(Items listed in a dataset)
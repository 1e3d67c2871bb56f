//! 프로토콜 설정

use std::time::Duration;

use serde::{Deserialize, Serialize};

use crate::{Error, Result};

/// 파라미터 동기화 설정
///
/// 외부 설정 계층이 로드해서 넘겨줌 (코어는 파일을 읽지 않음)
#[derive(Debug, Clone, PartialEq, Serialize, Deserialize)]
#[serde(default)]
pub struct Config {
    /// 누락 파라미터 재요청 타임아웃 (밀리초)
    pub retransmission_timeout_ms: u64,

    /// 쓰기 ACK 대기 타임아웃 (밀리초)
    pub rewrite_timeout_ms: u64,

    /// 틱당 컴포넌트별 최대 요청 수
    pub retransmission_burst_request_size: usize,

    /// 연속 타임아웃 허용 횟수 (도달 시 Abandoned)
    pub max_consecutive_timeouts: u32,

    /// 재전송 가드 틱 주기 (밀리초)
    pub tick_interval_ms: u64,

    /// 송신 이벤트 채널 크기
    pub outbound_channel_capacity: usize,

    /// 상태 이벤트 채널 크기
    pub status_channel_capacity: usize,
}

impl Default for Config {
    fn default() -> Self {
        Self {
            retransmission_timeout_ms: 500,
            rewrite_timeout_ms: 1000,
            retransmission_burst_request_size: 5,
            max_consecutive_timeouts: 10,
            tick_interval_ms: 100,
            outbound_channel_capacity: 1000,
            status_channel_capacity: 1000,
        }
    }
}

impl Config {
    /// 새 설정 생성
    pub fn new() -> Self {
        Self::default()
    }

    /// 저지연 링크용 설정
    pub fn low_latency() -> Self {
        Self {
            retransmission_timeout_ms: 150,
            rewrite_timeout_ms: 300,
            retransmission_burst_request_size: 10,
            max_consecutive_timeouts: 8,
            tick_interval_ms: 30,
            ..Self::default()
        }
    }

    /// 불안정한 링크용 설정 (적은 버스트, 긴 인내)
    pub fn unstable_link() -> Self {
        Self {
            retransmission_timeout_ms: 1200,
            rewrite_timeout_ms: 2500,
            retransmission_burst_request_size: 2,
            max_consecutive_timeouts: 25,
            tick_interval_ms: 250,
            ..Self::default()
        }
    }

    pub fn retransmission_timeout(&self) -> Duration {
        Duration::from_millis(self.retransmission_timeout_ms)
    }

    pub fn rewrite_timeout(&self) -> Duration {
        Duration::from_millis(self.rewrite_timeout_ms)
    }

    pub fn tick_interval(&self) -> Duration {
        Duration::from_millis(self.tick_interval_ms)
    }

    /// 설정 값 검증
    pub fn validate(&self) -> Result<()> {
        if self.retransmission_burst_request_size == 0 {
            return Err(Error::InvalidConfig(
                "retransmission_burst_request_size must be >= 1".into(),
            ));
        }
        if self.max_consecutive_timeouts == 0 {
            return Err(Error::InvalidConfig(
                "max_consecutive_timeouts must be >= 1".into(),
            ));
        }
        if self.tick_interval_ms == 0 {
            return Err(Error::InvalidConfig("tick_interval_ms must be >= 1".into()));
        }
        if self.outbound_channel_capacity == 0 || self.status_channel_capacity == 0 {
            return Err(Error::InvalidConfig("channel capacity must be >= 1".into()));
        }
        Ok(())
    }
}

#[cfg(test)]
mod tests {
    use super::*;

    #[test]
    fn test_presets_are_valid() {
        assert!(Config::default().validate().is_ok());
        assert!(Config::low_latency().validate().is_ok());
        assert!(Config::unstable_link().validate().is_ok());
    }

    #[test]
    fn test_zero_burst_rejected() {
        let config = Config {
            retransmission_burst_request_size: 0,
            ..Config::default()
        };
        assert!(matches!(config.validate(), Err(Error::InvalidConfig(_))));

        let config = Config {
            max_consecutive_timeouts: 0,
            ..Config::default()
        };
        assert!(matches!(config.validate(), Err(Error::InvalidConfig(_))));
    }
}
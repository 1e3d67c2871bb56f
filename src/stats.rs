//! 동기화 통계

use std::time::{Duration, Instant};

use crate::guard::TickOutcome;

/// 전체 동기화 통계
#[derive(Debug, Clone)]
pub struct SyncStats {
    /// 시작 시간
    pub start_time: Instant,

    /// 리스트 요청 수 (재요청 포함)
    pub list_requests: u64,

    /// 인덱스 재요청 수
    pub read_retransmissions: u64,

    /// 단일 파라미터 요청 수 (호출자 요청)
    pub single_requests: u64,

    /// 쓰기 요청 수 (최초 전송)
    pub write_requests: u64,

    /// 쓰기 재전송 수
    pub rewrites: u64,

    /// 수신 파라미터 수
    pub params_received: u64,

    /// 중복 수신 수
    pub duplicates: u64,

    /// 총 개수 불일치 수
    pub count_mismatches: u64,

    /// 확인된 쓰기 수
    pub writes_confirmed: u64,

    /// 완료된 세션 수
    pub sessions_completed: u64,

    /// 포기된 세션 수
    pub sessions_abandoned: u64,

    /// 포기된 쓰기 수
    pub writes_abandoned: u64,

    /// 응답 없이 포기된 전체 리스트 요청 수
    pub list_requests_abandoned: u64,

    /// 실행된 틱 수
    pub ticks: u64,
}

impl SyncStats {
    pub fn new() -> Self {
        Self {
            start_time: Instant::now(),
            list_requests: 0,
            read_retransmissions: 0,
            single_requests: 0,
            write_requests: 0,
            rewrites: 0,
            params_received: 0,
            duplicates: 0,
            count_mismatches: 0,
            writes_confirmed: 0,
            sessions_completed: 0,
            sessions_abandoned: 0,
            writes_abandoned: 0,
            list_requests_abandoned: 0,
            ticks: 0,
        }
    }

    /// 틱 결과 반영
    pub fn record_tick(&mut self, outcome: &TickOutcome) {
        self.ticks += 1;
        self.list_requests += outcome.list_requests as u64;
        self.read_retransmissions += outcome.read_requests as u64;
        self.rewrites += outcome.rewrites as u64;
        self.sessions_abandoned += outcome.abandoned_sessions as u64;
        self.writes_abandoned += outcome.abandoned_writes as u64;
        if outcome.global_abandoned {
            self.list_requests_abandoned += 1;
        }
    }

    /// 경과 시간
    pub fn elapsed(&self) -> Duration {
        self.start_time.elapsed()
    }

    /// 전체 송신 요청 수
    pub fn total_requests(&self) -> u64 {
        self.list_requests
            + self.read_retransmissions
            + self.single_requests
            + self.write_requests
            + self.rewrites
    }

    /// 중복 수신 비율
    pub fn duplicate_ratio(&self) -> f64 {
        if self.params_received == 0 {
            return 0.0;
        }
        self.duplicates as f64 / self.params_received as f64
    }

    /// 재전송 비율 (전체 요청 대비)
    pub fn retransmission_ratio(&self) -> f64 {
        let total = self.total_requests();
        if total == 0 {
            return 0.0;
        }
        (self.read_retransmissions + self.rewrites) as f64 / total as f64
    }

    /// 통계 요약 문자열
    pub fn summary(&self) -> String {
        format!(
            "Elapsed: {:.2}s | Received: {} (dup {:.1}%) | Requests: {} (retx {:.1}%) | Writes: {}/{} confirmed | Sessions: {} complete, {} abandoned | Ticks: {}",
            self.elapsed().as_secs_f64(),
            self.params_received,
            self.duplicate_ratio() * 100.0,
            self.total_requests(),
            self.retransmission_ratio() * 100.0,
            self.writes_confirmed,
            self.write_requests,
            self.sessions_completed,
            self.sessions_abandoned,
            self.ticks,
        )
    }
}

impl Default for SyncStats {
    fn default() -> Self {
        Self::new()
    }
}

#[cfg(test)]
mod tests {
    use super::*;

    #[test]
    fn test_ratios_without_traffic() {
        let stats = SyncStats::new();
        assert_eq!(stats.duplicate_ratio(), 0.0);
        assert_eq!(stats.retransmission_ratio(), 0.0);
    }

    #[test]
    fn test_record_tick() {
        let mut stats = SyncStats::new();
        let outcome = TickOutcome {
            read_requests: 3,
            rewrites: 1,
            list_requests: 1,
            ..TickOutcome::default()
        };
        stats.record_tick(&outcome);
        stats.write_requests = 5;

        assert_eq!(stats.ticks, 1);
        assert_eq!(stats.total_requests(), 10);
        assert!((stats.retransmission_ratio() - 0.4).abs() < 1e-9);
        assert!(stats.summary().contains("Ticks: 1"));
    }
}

### TASK ITEM
Copy the lines that hold the word "Deserialize". Take them from the records above.

### RESPONSE TO THIS EXERCISE
use serde::{Deserialize, Serialize};
#[derive(Debug, Clone, PartialEq, Serialize, Deserialize)]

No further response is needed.